(Collected data entries)
*** Begin section ***
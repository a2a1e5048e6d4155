use std::sync::Arc;

use chrono::{DateTime, Duration, NaiveDate, TimeZone, Utc};
use proptest::prelude::*;

use crate::clock::ManualClock;
use crate::db::repositories::LocalRepository;
use crate::models::{EventId, NewStatusEvent, StatusEvent};
use crate::services::ledger::Ledger;
use crate::services::statistics::{daily_change_stats, weekly_breakdown, StatisticsService};

fn at(y: i32, m: u32, d: u32, h: u32, min: u32) -> DateTime<Utc> {
    Utc.with_ymd_and_hms(y, m, d, h, min, 0).unwrap()
}

fn events(raw: &[(bool, DateTime<Utc>)]) -> Vec<StatusEvent> {
    raw.iter()
        .enumerate()
        .map(|(i, &(is_open, timestamp))| {
            NewStatusEvent::new(is_open, timestamp).with_id(EventId(i as i64 + 1))
        })
        .collect()
}

// 2024-06-03 is a Monday.
fn now() -> DateTime<Utc> {
    at(2024, 6, 10, 12, 0)
}

#[test]
fn test_weekly_breakdown_empty() {
    assert!(weekly_breakdown(&[], now()).is_empty());
}

#[test]
fn test_weekly_breakdown_monday_tuesday() {
    let evs = events(&[
        (true, at(2024, 6, 3, 10, 0)),
        (false, at(2024, 6, 3, 14, 0)),
        (true, at(2024, 6, 4, 11, 0)),
    ]);

    let weekly = weekly_breakdown(&evs, now());
    assert_eq!(weekly.len(), 2);

    assert_eq!(weekly[0].day, "Monday");
    assert_eq!(weekly[0].daily_probability, 0.5);
    let monday: Vec<_> = weekly[0].hourly.iter().map(|h| (h.hour, h.probability)).collect();
    assert_eq!(monday, vec![(10, 1.0), (14, 0.0)]);

    assert_eq!(weekly[1].day, "Tuesday");
    assert_eq!(weekly[1].daily_probability, 1.0);
    assert_eq!(weekly[1].hourly.len(), 1);
    assert_eq!(weekly[1].hourly[0].hour, 11);
    assert_eq!(weekly[1].hourly[0].probability, 1.0);
}

#[test]
fn test_weekly_breakdown_is_sunday_first() {
    let evs = events(&[
        (true, at(2024, 6, 8, 10, 0)), // Saturday
        (true, at(2024, 6, 9, 10, 0)), // Sunday
        (true, at(2024, 6, 5, 10, 0)), // Wednesday
    ]);

    let days: Vec<_> = weekly_breakdown(&evs, now()).into_iter().map(|w| w.day).collect();
    assert_eq!(days, vec!["Sunday", "Wednesday", "Saturday"]);
}

#[test]
fn test_hours_outside_range_only_count_daily() {
    let evs = events(&[
        (true, at(2024, 6, 3, 8, 59)),
        (false, at(2024, 6, 3, 22, 0)),
        (true, at(2024, 6, 3, 21, 30)),
    ]);

    let weekly = weekly_breakdown(&evs, now());
    assert_eq!(weekly.len(), 1);
    assert!((weekly[0].daily_probability - 2.0 / 3.0).abs() < 1e-12);
    assert_eq!(weekly[0].hourly.len(), 1);
    assert_eq!(weekly[0].hourly[0].hour, 21);
}

#[test]
fn test_weekday_with_only_night_events_has_empty_hourly() {
    let evs = events(&[(false, at(2024, 6, 4, 3, 0))]);

    let weekly = weekly_breakdown(&evs, now());
    assert_eq!(weekly.len(), 1);
    assert_eq!(weekly[0].day, "Tuesday");
    assert_eq!(weekly[0].daily_probability, 0.0);
    assert!(weekly[0].hourly.is_empty());
}

#[test]
fn test_weekly_window_is_ninety_days() {
    let evs = events(&[
        (true, now() - Duration::days(91)),
        (false, now() - Duration::days(89)),
        (true, now() + Duration::minutes(1)),
    ]);

    let weekly = weekly_breakdown(&evs, now());
    assert_eq!(weekly.len(), 1);
    assert_eq!(weekly[0].daily_probability, 0.0);
}

#[test]
fn test_daily_change_stats_groups_by_day() {
    let evs = events(&[
        (true, at(2024, 6, 9, 9, 0)),
        (false, at(2024, 6, 9, 18, 0)),
        (true, at(2024, 6, 9, 20, 0)),
        (true, at(2024, 6, 1, 10, 0)),
        (false, now() - Duration::days(31)),
    ]);

    let stats = daily_change_stats(&evs, 42, now());
    assert_eq!(stats.total_changes, 42);

    let days: Vec<_> = stats.daily_stats.iter().map(|d| d.date).collect();
    assert_eq!(
        days,
        vec![
            NaiveDate::from_ymd_opt(2024, 6, 1).unwrap(),
            NaiveDate::from_ymd_opt(2024, 6, 9).unwrap(),
        ]
    );
    assert_eq!(stats.daily_stats[0].probability, 1.0);
    assert!((stats.daily_stats[1].probability - 2.0 / 3.0).abs() < 1e-12);
}

#[test]
fn test_daily_change_stats_empty() {
    let stats = daily_change_stats(&[], 0, now());
    assert_eq!(stats.total_changes, 0);
    assert!(stats.daily_stats.is_empty());
}

#[tokio::test]
async fn test_service_summary() {
    let repo = LocalRepository::new();
    repo.insert_events([
        NewStatusEvent::new(true, now() - Duration::days(200)),
        NewStatusEvent::new(true, at(2024, 6, 3, 10, 0)),
        NewStatusEvent::new(false, at(2024, 6, 3, 14, 0)),
    ]);
    let clock = ManualClock::new(now());
    let stats = StatisticsService::new(Ledger::new(Arc::new(repo)), Arc::new(clock));

    let summary = stats.summary().await.unwrap();
    assert_eq!(summary.total_changes, 3);
    assert_eq!(summary.last_change, Some(at(2024, 6, 3, 14, 0)));
    assert!(!summary.current_state);
    assert_eq!(summary.daily_changes.len(), 1);
    assert_eq!(summary.daily_changes[0].probability, 0.5);

    let weekly = stats.weekly_breakdown().await.unwrap();
    assert_eq!(weekly.len(), 1);
    assert_eq!(weekly, stats.weekly_breakdown().await.unwrap());
}

#[tokio::test]
async fn test_service_summary_empty_ledger() {
    let clock = ManualClock::new(now());
    let stats = StatisticsService::new(
        Ledger::new(Arc::new(LocalRepository::new())),
        Arc::new(clock),
    );

    let summary = stats.summary().await.unwrap();
    assert_eq!(summary.total_changes, 0);
    assert!(summary.last_change.is_none());
    assert!(!summary.current_state);
}

fn arb_events() -> impl Strategy<Value = Vec<StatusEvent>> {
    // Offsets up to 120 days before now, in minutes.
    prop::collection::vec((any::<bool>(), 0i64..(120 * 24 * 60)), 0..200).prop_map(|raw| {
        let raw: Vec<_> = raw
            .into_iter()
            .map(|(open, mins)| (open, now() - Duration::minutes(mins)))
            .collect();
        events(&raw)
    })
}

proptest! {
    #[test]
    fn prop_weekly_breakdown_bounds(evs in arb_events()) {
        let weekly = weekly_breakdown(&evs, now());
        prop_assert!(weekly.len() <= 7);
        for day in &weekly {
            prop_assert!((0.0..=1.0).contains(&day.daily_probability));
            let mut last = None;
            for h in &day.hourly {
                prop_assert!((9..=21).contains(&h.hour));
                prop_assert!((0.0..=1.0).contains(&h.probability));
                prop_assert!(last.map_or(true, |l| l < h.hour));
                last = Some(h.hour);
            }
        }
        prop_assert_eq!(weekly.clone(), weekly_breakdown(&evs, now()));
    }

    #[test]
    fn prop_daily_stats_ascending_and_bounded(evs in arb_events()) {
        let stats = daily_change_stats(&evs, evs.len() as i64, now());
        prop_assert!(stats.daily_stats.len() <= 31);
        for pair in stats.daily_stats.windows(2) {
            prop_assert!(pair[0].date < pair[1].date);
        }
        for d in &stats.daily_stats {
            prop_assert!((0.0..=1.0).contains(&d.probability));
        }
    }

    #[test]
    fn prop_single_day_probability_is_open_share(opens in prop::collection::vec(any::<bool>(), 1..50)) {
        let raw: Vec<_> = opens
            .iter()
            .enumerate()
            .map(|(i, &o)| (o, at(2024, 6, 9, 9, 0) + Duration::minutes(i as i64)))
            .collect();
        let stats = daily_change_stats(&events(&raw), raw.len() as i64, now());
        let expected = opens.iter().filter(|&&o| o).count() as f64 / opens.len() as f64;
        prop_assert_eq!(stats.daily_stats.len(), 1);
        prop_assert_eq!(stats.daily_stats[0].probability, expected);
    }
}
//! HTTP error handling and response types.
//!
//! Every failure is answered with `{"error": "<reason>"}`. Storage detail
//! is logged here and never sent to the client.

use axum::{
    http::StatusCode,
    response::{IntoResponse, Response},
    Json,
};
use serde::{Deserialize, Serialize};
use tracing::{error, warn};

use crate::db::repository::RepositoryError;
use crate::services::card_lookup::LookupError;
use crate::services::toggle::ToggleError;

/// API error response body.
#[derive(Debug, Clone, Serialize, Deserialize)]
pub struct ApiError {
    pub error: String,
}

impl ApiError {
    pub fn new(error: impl Into<String>) -> Self {
        Self {
            error: error.into(),
        }
    }
}

/// Application error type for HTTP handlers.
#[derive(Debug)]
pub enum AppError {
    /// Malformed request body
    BadRequest(String),
    Unauthorized,
    CooldownActive(String),
    RateLimited,
    /// The card registry failed
    Upstream(LookupError),
    /// A dependency exceeded its deadline
    Timeout(String),
    /// Storage failure
    Repository(RepositoryError),
}

impl AppError {
    pub fn status(&self) -> StatusCode {
        match self {
            AppError::BadRequest(_) => StatusCode::BAD_REQUEST,
            AppError::Unauthorized => StatusCode::UNAUTHORIZED,
            AppError::CooldownActive(_) | AppError::RateLimited => StatusCode::TOO_MANY_REQUESTS,
            AppError::Upstream(_) => StatusCode::BAD_GATEWAY,
            AppError::Timeout(_) => StatusCode::GATEWAY_TIMEOUT,
            AppError::Repository(e) if e.is_timeout() => StatusCode::GATEWAY_TIMEOUT,
            AppError::Repository(_) => StatusCode::INTERNAL_SERVER_ERROR,
        }
    }
}

impl IntoResponse for AppError {
    fn into_response(self) -> Response {
        let status = self.status();
        let message = match self {
            AppError::BadRequest(msg) => msg,
            AppError::Unauthorized => "Invalid or missing API key".to_string(),
            AppError::CooldownActive(msg) => msg,
            AppError::RateLimited => "rate limit exceeded".to_string(),
            AppError::Upstream(e) => {
                warn!(error = %e, "card lookup failed");
                match e {
                    LookupError::Rejected(_) => "Card manager returned error".to_string(),
                    _ => "Failed to contact card manager".to_string(),
                }
            }
            AppError::Timeout(detail) => {
                warn!(%detail, "deadline exceeded");
                "Operation timed out".to_string()
            }
            AppError::Repository(e) if e.is_timeout() => {
                warn!(error = %e, "storage deadline exceeded");
                "Database operation timed out".to_string()
            }
            AppError::Repository(e) => {
                error!(error = %e, "storage failure");
                "Internal server error".to_string()
            }
        };

        (status, Json(ApiError::new(message))).into_response()
    }
}

impl From<RepositoryError> for AppError {
    fn from(err: RepositoryError) -> Self {
        AppError::Repository(err)
    }
}

impl From<ToggleError> for AppError {
    fn from(err: ToggleError) -> Self {
        match err {
            ToggleError::CooldownActive { .. } => AppError::CooldownActive(err.to_string()),
            ToggleError::UpstreamFailure(e) => AppError::Upstream(e),
            ToggleError::Timeout(detail) => AppError::Timeout(detail),
            ToggleError::Storage(e) => AppError::Repository(e),
        }
    }
}

#[cfg(test)]
mod tests {
    use super::*;
    use std::time::Duration;

    #[test]
    fn test_status_mapping() {
        let cooldown = ToggleError::CooldownActive {
            cooldown: Duration::from_secs(60),
        };
        assert_eq!(AppError::from(cooldown).status(), StatusCode::TOO_MANY_REQUESTS);
        assert_eq!(
            AppError::from(ToggleError::UpstreamFailure(LookupError::Rejected(500))).status(),
            StatusCode::BAD_GATEWAY
        );
        assert_eq!(
            AppError::from(ToggleError::Timeout("slow".into())).status(),
            StatusCode::GATEWAY_TIMEOUT
        );
        assert_eq!(
            AppError::from(RepositoryError::query("boom")).status(),
            StatusCode::INTERNAL_SERVER_ERROR
        );
        assert_eq!(AppError::Unauthorized.status(), StatusCode::UNAUTHORIZED);
    }

    #[test]
    fn test_storage_detail_not_exposed() {
        let response = AppError::from(RepositoryError::query("relation sede_statuses missing"))
            .into_response();
        assert_eq!(response.status(), StatusCode::INTERNAL_SERVER_ERROR);
    }
}
//! Global request budget.
//!
//! A single token bucket shared by every route. A request that finds the
//! bucket empty is rejected with 429 immediately; nothing is queued.

use std::num::NonZeroU32;

use axum::{
    extract::{Request, State},
    middleware::Next,
    response::Response,
};
use governor::{
    clock::{Clock, DefaultClock},
    middleware::NoOpMiddleware,
    state::{InMemoryState, NotKeyed},
    Quota,
};
use tracing::debug;

use super::error::AppError;
use super::state::AppState;

type DirectLimiter<C> =
    governor::RateLimiter<NotKeyed, InMemoryState, C, NoOpMiddleware<<C as Clock>::Instant>>;

/// GCRA bucket replenished at `rate_per_minute` with room for `burst`.
pub struct RateLimiter<C: Clock = DefaultClock> {
    inner: DirectLimiter<C>,
}

impl RateLimiter {
    pub fn new(rate_per_minute: u32, burst: u32) -> Self {
        Self::with_clock(rate_per_minute, burst, &DefaultClock::default())
    }
}

impl<C: Clock> RateLimiter<C> {
    pub fn with_clock(rate_per_minute: u32, burst: u32, clock: &C) -> Self {
        let quota = Quota::per_minute(non_zero(rate_per_minute)).allow_burst(non_zero(burst));
        Self {
            inner: governor::RateLimiter::direct_with_clock(quota, clock),
        }
    }

    /// Take one token if available.
    pub fn try_acquire(&self) -> bool {
        self.inner.check().is_ok()
    }
}

impl<C: Clock> std::fmt::Debug for RateLimiter<C> {
    fn fmt(&self, f: &mut std::fmt::Formatter<'_>) -> std::fmt::Result {
        f.debug_struct("RateLimiter").finish_non_exhaustive()
    }
}

fn non_zero(value: u32) -> NonZeroU32 {
    NonZeroU32::new(value).unwrap_or(NonZeroU32::MIN)
}

pub async fn enforce_rate_limit(
    State(state): State<AppState>,
    request: Request,
    next: Next,
) -> Result<Response, AppError> {
    if !state.limiter.try_acquire() {
        debug!(path = %request.uri().path(), "request rejected by rate limiter");
        return Err(AppError::RateLimited);
    }
    Ok(next.run(request).await)
}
*** End section ***
*Task:* Pull out all lines from the entries above that include the word "warn".

*Exercise response:*
use tracing::{error, warn};
                warn!(error = %e, "card lookup failed");
                warn!(%detail, "deadline exceeded");
                warn!(error = %e, "storage deadline exceeded");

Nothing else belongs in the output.